» What is expected:
Output exactly the lines that run from the top of the entries to the line holding "and y coordinates.", including both of those lines.
——
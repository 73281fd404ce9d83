//! Basic geometric types shared by the layout engine and the document
//! adapter.
//!
//! Locations and sizes travel through graph documents in a textual
//! encoding (`"x y"` for points, `"w h"` for sizes); the codec for that
//! encoding lives here next to the types it produces.

/// A 2D position with x and y coordinates.
#[derive(Debug, Clone, Copy, Default, PartialEq)]
pub struct Point {
    x: f32,
    y: f32,
}

impl Point {
    /// Creates a new point with the specified coordinates
    pub fn new(x: f32, y: f32) -> Self {
        Self { x, y }
    }

    /// Returns the x-coordinate of the point
    pub fn x(self) -> f32 {
        self.x
    }

    /// Returns the y-coordinate of the point
    pub fn y(self) -> f32 {
        self.y
    }

    /// Checks if both x and y coordinates are zero
    pub fn is_zero(self) -> bool {
        self.x == 0.0 && self.y == 0.0
    }

    /// Adds another point to this point, returning a new point
    pub fn add_point(self, other: Point) -> Self {
        Self {
            x: self.x + other.x,
            y: self.y + other.y,
        }
    }

    /// Subtracts another point from this point, returning a new point
    pub fn sub_point(self, other: Point) -> Self {
        Self {
            x: self.x - other.x,
            y: self.y - other.y,
        }
    }

    /// Parses the `"x y"` textual encoding used by graph documents.
    ///
    /// # Errors
    ///
    /// Returns an error when the string does not contain exactly two
    /// finite numbers.
    pub fn from_coord_str(text: &str) -> Result<Self, String> {
        let (x, y) = parse_coord_pair(text, "point")?;
        Ok(Self { x, y })
    }

    /// Formats the point in the `"x y"` textual encoding used by graph
    /// documents.
    pub fn to_coord_string(self) -> String {
        format!("{} {}", self.x, self.y)
    }
}

/// Represents the dimensions of an element with width and height
#[derive(Debug, Clone, Copy, Default, PartialEq)]
pub struct Size {
    width: f32,
    height: f32,
}

impl Size {
    pub fn new(width: f32, height: f32) -> Self {
        Self { width, height }
    }

    /// Returns the width dimension of this size
    pub fn width(self) -> f32 {
        self.width
    }

    /// Returns the height dimension of this size
    pub fn height(self) -> f32 {
        self.height
    }

    /// Returns a new Size with the maximum width and height between this size and another
    pub fn max(self, other: Size) -> Self {
        Self {
            width: self.width.max(other.width),
            height: self.height.max(other.height),
        }
    }

    /// Returns a new Size with padding added to both width and height
    ///
    /// The padding is applied according to the specified Insets values
    pub fn add_padding(self, insets: Insets) -> Self {
        Self {
            width: self.width + insets.horizontal_sum(),
            height: self.height + insets.vertical_sum(),
        }
    }

    /// Returns true if both width and height are zero
    pub fn is_zero(self) -> bool {
        self.width == 0.0 && self.height == 0.0
    }

    /// Places two sizes side by side: widths add up, heights take the maximum
    pub fn merge_horizontal(self, other: Size) -> Self {
        Self {
            width: self.width + other.width,
            height: self.height.max(other.height),
        }
    }

    /// Parses the `"w h"` textual encoding used by graph documents.
    ///
    /// # Errors
    ///
    /// Returns an error when the string does not contain exactly two
    /// finite numbers.
    pub fn from_coord_str(text: &str) -> Result<Self, String> {
        let (width, height) = parse_coord_pair(text, "size")?;
        Ok(Self { width, height })
    }

    /// Formats the size in the `"w h"` textual encoding used by graph
    /// documents.
    pub fn to_coord_string(self) -> String {
        format!("{} {}", self.width, self.height)
    }
}

/// Represents a rectangular bounding box with minimum and maximum coordinates
#[derive(Debug, Clone, Copy, Default, PartialEq)]
pub struct Bounds {
    min_x: f32,
    min_y: f32,
    max_x: f32,
    max_y: f32,
}

impl Bounds {
    /// Creates a new bounds from a top-left point and a size
    pub fn new_from_top_left(top_left: Point, size: Size) -> Self {
        Self {
            min_x: top_left.x,
            min_y: top_left.y,
            max_x: top_left.x + size.width,
            max_y: top_left.y + size.height,
        }
    }

    /// Returns the minimum x-coordinate of the bounds
    pub fn min_x(self) -> f32 {
        self.min_x
    }

    /// Returns the minimum y-coordinate of the bounds
    pub fn min_y(self) -> f32 {
        self.min_y
    }

    /// Returns the maximum x-coordinate of the bounds
    pub fn max_x(self) -> f32 {
        self.max_x
    }

    /// Returns the maximum y-coordinate of the bounds
    pub fn max_y(self) -> f32 {
        self.max_y
    }

    /// Returns the width of the bounds
    pub fn width(self) -> f32 {
        self.max_x - self.min_x
    }

    /// Returns the height of the bounds
    pub fn height(self) -> f32 {
        self.max_y - self.min_y
    }

    /// Returns the top-left corner as a Point
    pub fn min_point(self) -> Point {
        Point {
            x: self.min_x,
            y: self.min_y,
        }
    }

    /// Converts bounds to a Size object
    pub fn to_size(self) -> Size {
        Size {
            width: self.width(),
            height: self.height(),
        }
    }

    /// Merges two bounds to create a larger bounds that contains both
    ///
    /// The resulting bounds will have the minimum values of both bounds for min_x and min_y,
    /// and the maximum values of both bounds for max_x and max_y.
    pub fn merge(&self, other: &Self) -> Self {
        Self {
            min_x: self.min_x.min(other.min_x),
            min_y: self.min_y.min(other.min_y),
            max_x: self.max_x.max(other.max_x),
            max_y: self.max_y.max(other.max_y),
        }
    }

    /// Expands the bounds by adding insets.
    ///
    /// This decreases the minimum coordinates by left/top insets and increases
    /// the maximum coordinates by right/bottom insets, effectively growing the bounds.
    pub fn add_padding(&self, insets: Insets) -> Self {
        Self {
            min_x: self.min_x - insets.left(),
            min_y: self.min_y - insets.top(),
            max_x: self.max_x + insets.right(),
            max_y: self.max_y + insets.bottom(),
        }
    }
}

/// Represents spacing around an element (padding, margin, etc.)
/// with potentially different values for each side
#[derive(Debug, Clone, Copy, Default, PartialEq)]
pub struct Insets {
    top: f32,
    right: f32,
    bottom: f32,
    left: f32,
}

impl Insets {
    /// Creates new insets with specified values for each side
    pub fn new(top: f32, right: f32, bottom: f32, left: f32) -> Self {
        Self {
            top,
            right,
            bottom,
            left,
        }
    }

    /// Creates uniform insets with the same value for all sides
    pub fn uniform(value: f32) -> Self {
        Self {
            top: value,
            right: value,
            bottom: value,
            left: value,
        }
    }

    /// Returns the top inset value
    pub fn top(self) -> f32 {
        self.top
    }

    /// Returns the right inset value
    pub fn right(self) -> f32 {
        self.right
    }

    /// Returns the bottom inset value
    pub fn bottom(self) -> f32 {
        self.bottom
    }

    /// Returns the left inset value
    pub fn left(self) -> f32 {
        self.left
    }

    /// Returns the sum of left and right insets
    pub fn horizontal_sum(self) -> f32 {
        self.left + self.right
    }

    /// Returns the sum of top and bottom insets
    pub fn vertical_sum(self) -> f32 {
        self.top + self.bottom
    }
}

/// Splits a coordinate string into exactly two finite numbers.
fn parse_coord_pair(text: &str, kind: &str) -> Result<(f32, f32), String> {
    let mut fields = text.split_whitespace();
    let first = fields.next();
    let second = fields.next();

    let (Some(first), Some(second)) = (first, second) else {
        return Err(format!("Invalid {kind} '{text}': expected two numbers"));
    };
    if fields.next().is_some() {
        return Err(format!(
            "Invalid {kind} '{text}': expected exactly two numbers"
        ));
    }

    Ok((
        parse_finite_number(first, kind, text)?,
        parse_finite_number(second, kind, text)?,
    ))
}

fn parse_finite_number(field: &str, kind: &str, text: &str) -> Result<f32, String> {
    let value: f32 = field
        .parse()
        .map_err(|_| format!("Invalid {kind} '{text}': '{field}' is not a number"))?;
    if !value.is_finite() {
        return Err(format!("Invalid {kind} '{text}': '{field}' is not finite"));
    }
    Ok(value)
}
——
» Exercise result:
repository 73281fd404ce9d83
//! Basic geometric types shared by the layout engine and the document
//! adapter.
//!
//! Locations and sizes travel through graph documents in a textual
//! encoding (`"x y"` for points, `"w h"` for sizes); the codec for that
//! encoding lives here next to the types it produces.

/// A 2D position with x and y coordinates.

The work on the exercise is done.